In [1]:
import pandas as pd
from plotly import express
from warnings import filterwarnings
filterwarnings(action='ignore', category=FutureWarning)

GUYS = '/kaggle/input/top-classical-composers/classical_composers.csv'
# we used charset normalizer detect to find the encoding but now that we
# know it we don't need that code any more
df = pd.read_csv(filepath_or_buffer=GUYS, encoding='hp_roman8')
# our data has a mystery bogus row at the top
df = df[df.index != 0]
# and we have some weird space in our column names that we will be happier without
df.columns = [item.strip() for item in df.columns]
df['mid'] = 0.5 * (df['Born'] + df['Died'])
df.head()

Unnamed: 0,Composer,Nationality,Born,Died,Biggest Piece,Duration of Biggest Piece(mins),mid
1,Ludwig van Beethoven,German,1770.0,1791.0,Symphony No. 9,65.0,1780.5
2,Wolfgang Amadeus Mozart,Austrian,1756.0,1791.0,Symphony No.41,33.0,1773.5
3,Johann Sebastian Bach,German,1685.0,1750.0,Mass in B minor,125.0,1717.5
4,Richard Wagner,German,1813.0,1883.0,Der Ring des Nibelungen,,1848.0
5,Joseph Haydn,Austrian,1732.0,1809.0,Symphony No. 45,25.0,1770.5


We would like to see all of our composers on a timeline, but our dates aren't really dates, and if they were they wouldn't fit into the pandas epoch, so we need to be a little creative to see a timeline. Let's use a scatter plot and make it big enough to give every composer a row.

In [2]:
express.scatter(data_frame=df.sort_values(by='Born'), y='Composer', x=['Born', 'Died'], height=1800, color_discrete_map={'Born': 'green', 'Died': 'red'} )
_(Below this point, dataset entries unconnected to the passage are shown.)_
/// State owned by one miner connection.
pub struct Connection {
    pub ip: String,
    /// Starting difficulty of the port the miner connected to.
    pub port_difficulty: u64,
    outbound: mpsc::UnboundedSender<String>,
    sessions: Vec<String>,
}

impl Connection {
    pub fn new(ip: String, port_difficulty: u64, outbound: mpsc::UnboundedSender<String>) -> Self {
        Self {
            ip,
            port_difficulty,
            outbound,
            sessions: Vec::new(),
        }
    }

    fn send(&self, line: String) -> bool {
        self.outbound.send(line).is_ok()
    }
}

/// A bound listening port.
pub struct Listener {
    pub port: PortConfig,
    pub listener: TcpListener,
}

pub struct StratumServer {
    cfg: PoolServerConfig,
    algo: String,
    templates: Arc<BlockTemplateManager>,
    codec: Arc<dyn BlockCodec>,
    stats: Arc<dyn StatsStore>,
    bans: Arc<BanManager>,
    sessions: Arc<SessionRegistry>,
    processor: ShareProcessor,
    vardiff: VarDiff,
    tls: Option<TlsAcceptor>,
}

impl StratumServer {
    #[allow(clippy::too_many_arguments)]
    pub fn new(
        config: &Config,
        daemon: Arc<dyn DaemonRpc>,
        templates: Arc<BlockTemplateManager>,
        codec: Arc<dyn BlockCodec>,
        hasher: Arc<dyn PowHasher>,
        stats: Arc<dyn StatsStore>,
        bans: Arc<BanManager>,
        sessions: Arc<SessionRegistry>,
    ) -> Result<Self> {
        let cfg = config.pool_server.clone();

        let tls = if cfg.ports.iter().any(|p| p.tls) {
            let tls_cfg = cfg
                .tls
                .as_ref()
                .ok_or_else(|| anyhow!("TLS port configured without pool_server.tls"))?;
            Some(load_tls(tls_cfg)?)
        } else {
            None
        };

        let processor = ShareProcessor::new(
            templates.clone(),
            daemon,
            codec.clone(),
            hasher,
            stats.clone(),
            bans.clone(),
            sessions.clone(),
            cfg.share_trust.clone(),
        );
        let vardiff = VarDiff::from_config(&cfg.var_diff);

        Ok(Self {
            algo: config.algo.clone(),
            cfg,
            templates,
            codec,
            stats,
            bans,
            sessions,
            processor,
            vardiff,
            tls,
        })
    }

    /// Bind every configured port. Any failure is fatal to startup.
    pub fn bind_ports(&self) -> Result<Vec<Listener>> {
        self.cfg
            .ports
            .iter()
            .map(|port| {
                let listener = bind(&self.cfg.host, port.port)?;
                Ok(Listener { port: port.clone(), listener })
            })
            .collect()
    }

    /// Bind all ports, then serve until the accept loops end.
    pub async fn run(self: Arc<Self>) -> Result<()> {
        let listeners = self.bind_ports()?;
        let mut handles = self.spawn_listeners(listeners);
        handles.push(self.spawn_maintenance());
        futures::future::join_all(handles).await;
        Ok(())
    }

    pub fn spawn_listeners(self: &Arc<Self>, listeners: Vec<Listener>) -> Vec<JoinHandle<()>> {
        listeners
            .into_iter()
            .map(|l| {
                let server = self.clone();
                tokio::spawn(async move { server.accept_loop(l).await })
            })
            .collect()
    }

    async fn accept_loop(self: Arc<Self>, l: Listener) {
        let addr = l.listener.local_addr().map(|a| a.to_string()).unwrap_or_default();
        tracing::info!(
            "Started server listening on {} (difficulty {}, {}{})",
            addr,
            l.port.difficulty,
            if l.port.tls { "TLS" } else { "plain" },
            if l.port.desc.is_empty() { String::new() } else { format!(", {}", l.port.desc) }
        );

        loop {
            let (socket, peer) = match l.listener.accept().await {
                Ok(conn) => conn,
                Err(e) => {
                    tracing::error!("Failed to accept connection on {}: {}", addr, e);
                    continue;
                }
            };
            if let Err(e) = socket.set_nodelay(true) {
                tracing::debug!("Could not set TCP_NODELAY for {}: {}", peer, e);
            }

            let server = self.clone();
            let difficulty = l.port.difficulty;
            match (&self.tls, l.port.tls) {
                (Some(acceptor), true) => {
                    let acceptor = acceptor.clone();
                    tokio::spawn(async move {
                        match acceptor.accept(socket).await {
                            Ok(stream) => server.serve_stream(stream, peer, difficulty).await,
                            Err(e) => tracing::warn!("TLS handshake with {} failed: {}", peer, e),
                        }
                    });
                }
                _ => {
                    tokio::spawn(async move { server.serve_stream(socket, peer, difficulty).await });
                }
            }
        }
    }

    /// Read newline-delimited requests from one miner until it disconnects,
    /// floods, or sends something unparsable.
    pub async fn serve_stream<S>(self: Arc<Self>, stream: S, peer: SocketAddr, port_difficulty: u64)
    where
        S: AsyncRead + AsyncWrite + Unpin + Send + 'static,
    {
        metrics::inc_connections();
        let ip = peer.ip().to_string();
        tracing::debug!("New connection from {}", peer);

        let (reader, mut writer) = tokio::io::split(stream);
        let (tx, mut rx) = mpsc::unbounded_channel::<String>();

        let writer_task = tokio::spawn(async move {
            while let Some(mut msg) = rx.recv().await {
                msg.push('\n');
                if writer.write_all(msg.as_bytes()).await.is_err() {
                    break;
                }
            }
            let _ = writer.shutdown().await;
        });

        let mut conn = Connection::new(ip, port_difficulty, tx);
        let mut lines = FramedRead::new(reader, LinesCodec::new_with_max_length(self.cfg.max_line_bytes));

        while let Some(next) = lines.next().await {
            let line = match next {
                Ok(line) => line,
                Err(LinesCodecError::MaxLineLengthExceeded) => {
                    metrics::inc_flood_disconnects();
                    tracing::warn!("Socket flooding detected and prevented from {}", conn.ip);
                    break;
                }
                Err(LinesCodecError::Io(e)) => {
                    tracing::debug!("Socket error from {}: {}", conn.ip, e);
                    break;
                }
            };

            let line = line.trim();
            if line.is_empty() {
                continue;
            }

            let value: Value = match serde_json::from_str(line) {
                Ok(v) => v,
                Err(_) => {
                    if let Some(resp) = http_response(line) {
                        conn.send(resp);
                    } else {
                        tracing::warn!("Malformed message from {}: {}", conn.ip, line);
                    }
                    break;
                }
            };

            let request = match StratumRequest::from_value(value) {
                Ok(req) => req,
                Err(field) => {
                    tracing::warn!("Miner RPC request missing RPC {} from {}", field, conn.ip);
                    continue;
                }
            };

            let response = self.handle(&mut conn, request).await;
            match serde_json::to_string(&response) {
                Ok(text) => {
                    if !conn.send(text) {
                        break;
                    }
                }
                Err(e) => tracing::error!("Failed to encode reply for {}: {}", conn.ip, e),
            }
        }

        for id in &conn.sessions {
            self.sessions.remove(id).await;
        }
        metrics::dec_connections();
        tracing::debug!("Connection closed: {}", peer);

        drop(conn);
        let _ = writer_task.await;
    }

    /// Dispatch one request. The ban check runs before any method.
    pub async fn handle(&self, conn: &mut Connection, req: StratumRequest) -> StratumResponse {
        let id = req.id.clone();
        if self.bans.is_banned(&conn.ip).await {
            return StratumResponse::error(id, &PoolError::Banned);
        }

        let result = match req.method.as_str() {
            "login" => self.login(conn, parse_params(&req.params)).await,
            "getjob" => self.getjob(parse_params(&req.params)).await,
            "submit" => self.submit(parse_params(&req.params)).await,
            "keepalived" => self.keepalived(parse_params(&req.params)).await,
            other => {
                tracing::warn!("Invalid method {} from {}", other, conn.ip);
                Err(PoolError::InvalidMethod)
            }
        };
        StratumResponse::from_result(id, result)
    }

    async fn login(&self, conn: &mut Connection, params: LoginParams) -> Result<Value, PoolError> {
        let login = params.login.unwrap_or_default();
        if login.is_empty() {
            return Err(PoolError::MissingLogin);
        }

        let (address, fixed) = self.split_login(&login);
        let accepted = self
            .codec
            .address_prefix(address)
            .map(|prefix| self.cfg.address_prefixes.accepts(prefix))
            .unwrap_or(false);
        if !accepted {
            tracing::warn!("Invalid address {} from {}", address, conn.ip);
            return Err(PoolError::InvalidAddress);
        }

        let template = self.templates.current().await.ok_or(PoolError::NoTemplate)?;

        let difficulty = fixed.unwrap_or(conn.port_difficulty);
        let trust = self.cfg.share_trust.enabled.then(|| ShareTrust::new(&self.cfg.share_trust));
        let pass = hex::encode(params.pass.unwrap_or_default());

        let mut session = MinerSession::new(
            address.to_string(),
            pass,
            conn.ip.clone(),
            difficulty,
            fixed.is_some(),
            self.vardiff.buffer_size,
            trust,
        )
        .with_outbound(conn.outbound.clone());

        let job = session.cut_job(&template, self.codec.as_ref(), &self.algo).map_err(|e| {
            tracing::error!("Failed to cut job for {}: {:#}", session.label(), e);
            PoolError::NoTemplate
        })?;

        let session_id = session.id.clone();
        let label = session.label();
        self.sessions.insert(session).await;
        conn.sessions.push(session_id.clone());

        let stats = self.stats.clone();
        let worker = address.to_string();
        tokio::spawn(async move {
            if let Err(e) = stats.add_worker(&worker).await {
                metrics::inc_storage_errors();
                tracing::error!("Failed to add worker {}: {:#}", worker, e);
            }
        });

        match fixed {
            Some(d) => tracing::info!("Miner connected {} with fixed difficulty {}", label, d),
            None => tracing::info!("Miner connected {}", label),
        }

        Ok(json!({ "id": session_id, "job": job, "status": "OK" }))
    }

    /// Split `address<sep>difficulty`. The difficulty falls back to the
    /// vardiff floor when it does not parse and never goes below it.
    fn split_login<'a>(&self, login: &'a str) -> (&'a str, Option<u64>) {
        let fixed = &self.cfg.fixed_diff;
        if !fixed.enabled || fixed.address_separator.is_empty() {
            return (login, None);
        }
        match login.split_once(fixed.address_separator.as_str()) {
            Some((address, diff)) => {
                let min = self.cfg.var_diff.min_diff;
                let d = diff.parse::<u64>().unwrap_or(min).max(min);
                (address, Some(d))
            }
            None => (login, None),
        }
    }

    async fn getjob(&self, params: SessionParams) -> Result<Value, PoolError> {
        let handle = self.session(params.id.as_deref()).await?;
        let mut session = handle.lock().await;
        session.heartbeat();

        let template = self.templates.current().await.ok_or(PoolError::NoTemplate)?;
        let job = session.get_job(&template, self.codec.as_ref(), &self.algo).map_err(|e| {
            tracing::error!("Failed to cut job for {}: {:#}", session.label(), e);
            PoolError::NoTemplate
        })?;
        serde_json::to_value(job).map_err(|_| PoolError::NoTemplate)
    }

    async fn submit(&self, params: SubmitParams) -> Result<Value, PoolError> {
        let handle = self.session(params.id.as_deref()).await?;
        let mut session = handle.lock().await;
        session.heartbeat();

        self.processor.submit(&mut session, &params).await?;
        Ok(json!({ "status": "OK" }))
    }

    async fn keepalived(&self, params: SessionParams) -> Result<Value, PoolError> {
        if let Ok(handle) = self.session(params.id.as_deref()).await {
            handle.lock().await.heartbeat();
        }
        Ok(json!({ "status": "KEEPALIVED" }))
    }

    async fn session(&self, id: Option<&str>) -> Result<crate::session::SessionHandle, PoolError> {
        let id = id.ok_or(PoolError::Unauthenticated)?;
        self.sessions.get(id).await.ok_or(PoolError::Unauthenticated)
    }

    /// Retarget every session and push it a job cut from `template`.
    pub async fn broadcast_new_job(&self, template: Arc<BlockTemplate>) {
        let now = unix_now();
        let mut sent = 0usize;

        for handle in self.sessions.snapshot().await {
            let mut session = handle.lock().await;
            if !session.fixed_difficulty {
                if let Some(d) = session.retarget(&self.vardiff, now) {
                    metrics::inc_vardiff_retarget();
                    tracing::info!("Retargetting difficulty {} to {} for {}", session.difficulty, d, session.label());
                }
            }
            match session.cut_job(&template, self.codec.as_ref(), &self.algo) {
                Ok(job) => {
                    if session.push_job(&job) {
                        sent += 1;
                    }
                }
                Err(e) => tracing::error!("Failed to cut job for {}: {:#}", session.label(), e),
            }
        }

        metrics::inc_job_broadcasts();
        tracing::info!("Pushed job at height {} to {} miners", template.height, sent);
    }

    pub fn spawn_maintenance(self: &Arc<Self>) -> JoinHandle<()> {
        let server = self.clone();
        tokio::spawn(async move {
            let mut tick = interval(SWEEP_INTERVAL);
            loop {
                tick.tick().await;
                server.sweep().await;
            }
        })
    }

    /// Drop idle sessions and expired bans.
    pub async fn sweep(&self) {
        let timeout = Duration::from_secs(self.cfg.miner_timeout_secs);
        self.sessions.sweep_timed_out(timeout).await;
        let mut live_ips = HashSet::new();
        for handle in self.sessions.snapshot().await {
            live_ips.insert(handle.lock().await.ip.clone());
        }
        self.bans.sweep(&live_ips).await;
        metrics::set_sessions(self.sessions.len().await);
    }
}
We can also group them by nationality, which is kind of interesting.

In [3]:
express.scatter(data_frame=df.sort_values(by='Born'), y='Composer', x=['Born', 'Died'], height=1800, color='Nationality' )

Another thing we can try to do is capture a sense of whether compositions have gotten longer or shorter over time. We don't have the date of composition or first performance for the biggest piece data, but we can place each composer in time by taking the midpoint of the year data.

In [4]:
express.scatter(data_frame=df, x='mid', y='Duration of Biggest Piece(mins)', color='Nationality', hover_name='Composer', hover_data=['Biggest Piece'])

If we use half-century buckets we clearly see that our composers mostly flourished between 1800 and 1950.

In [5]:
express.histogram(data_frame=df, x='mid', nbins=20, color='Nationality')

In [6]:
express.histogram(data_frame=df, x='Duration of Biggest Piece(mins)',   nbins=28, marginal='box')

It's interesting to see that our durations start to have something like a Gaussian distribution; perhaps it would look more Gaussian if we had thousands of composers.